Dataset excerpts
━━━━━━━━━━━━━━━━
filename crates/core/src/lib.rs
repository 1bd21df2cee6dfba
#![forbid(unsafe_code)]

pub mod model;
pub mod time;

pub use time::Clock;
/// Run one CLI command against `services`, reading answers from `input`.
pub async fn dispatch<R: BufRead, W: Write>(
    services: &AppServices,
    command: Command,
    input: &mut R,
    out: &mut W,
) -> CommandResult {
    match command {
        Command::Languages => languages(services, out).await,
        Command::Progress { language } => progress(services, language.as_ref(), out).await,
        Command::Stats => stats(services, out).await,
        Command::Complete {
            language,
            score,
            total,
        } => {
            let xp = services
                .progress()
                .record_completion(&language, score, total)
                .await?;
            writeln!(out, "Recorded {score}/{total} for {language} (+{xp} XP)")?;
            Ok(())
        }
        Command::Lesson { language } => {
            let lesson = services.lessons().start(&language).await?;
            let speech_tag = services.catalog().speech_tag_for(&language).to_string();
            let report = play_lesson(&services.lessons(), lesson, &speech_tag, input, out).await?;
            print_report(&services.catalog(), &report, out)
        }
        Command::Reset { yes } => {
            if !yes
                && !confirm(
                    "Reset all progress and XP? This cannot be undone.",
                    input,
                    out,
                )?
            {
                writeln!(out, "Reset cancelled")?;
                return Ok(());
            }
            services.progress().reset().await;
            writeln!(out, "Progress reset")?;
            Ok(())
        }
        Command::Login { password } => {
            if services.auth().login(&password).await {
                writeln!(out, "Logged in as admin")?;
            } else {
                writeln!(out, "Incorrect password")?;
            }
            Ok(())
        }
        Command::Logout => {
            services.auth().logout().await;
            writeln!(out, "Logged out")?;
            Ok(())
        }
        Command::Whoami => {
            writeln!(out, "{}", services.auth().access_level().await)?;
            Ok(())
        }
        Command::Questions(command) => questions(services, command, out).await,
        Command::Seed { force } => {
            let questions = services.questions();
            if force {
                require_admin(services).await?;
                questions.restore_defaults().await?;
                writeln!(out, "Question bank restored to defaults")?;
            } else {
                writeln!(
                    out,
                    "Question bank ready ({} languages); use --force to restore defaults",
                    questions.language_names().await.len()
                )?;
            }
            Ok(())
        }
    }
}
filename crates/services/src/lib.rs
#![forbid(unsafe_code)]

pub mod app_services;
pub mod auth_service;
pub mod error;
pub mod lesson_service;
pub mod progress_service;
pub mod question_bank_service;

pub use lingo_core::Clock;

pub use app_services::AppServices;
pub use auth_service::AuthService;
pub use error::{
    AppServicesError, LessonServiceError, ProgressServiceError, QuestionBankServiceError,
};
pub use lesson_service::{LessonReport, LessonService};
pub use progress_service::ProgressService;
pub use question_bank_service::QuestionBankService;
━━━━━━━━━━━━━━━━
Whenever a line includes the word "password", pull it out of the entries.

▶ **WRITTEN RESPONSE**:
        Command::Login { password } => {
            if services.auth().login(&password).await {
                writeln!(out, "Incorrect password")?;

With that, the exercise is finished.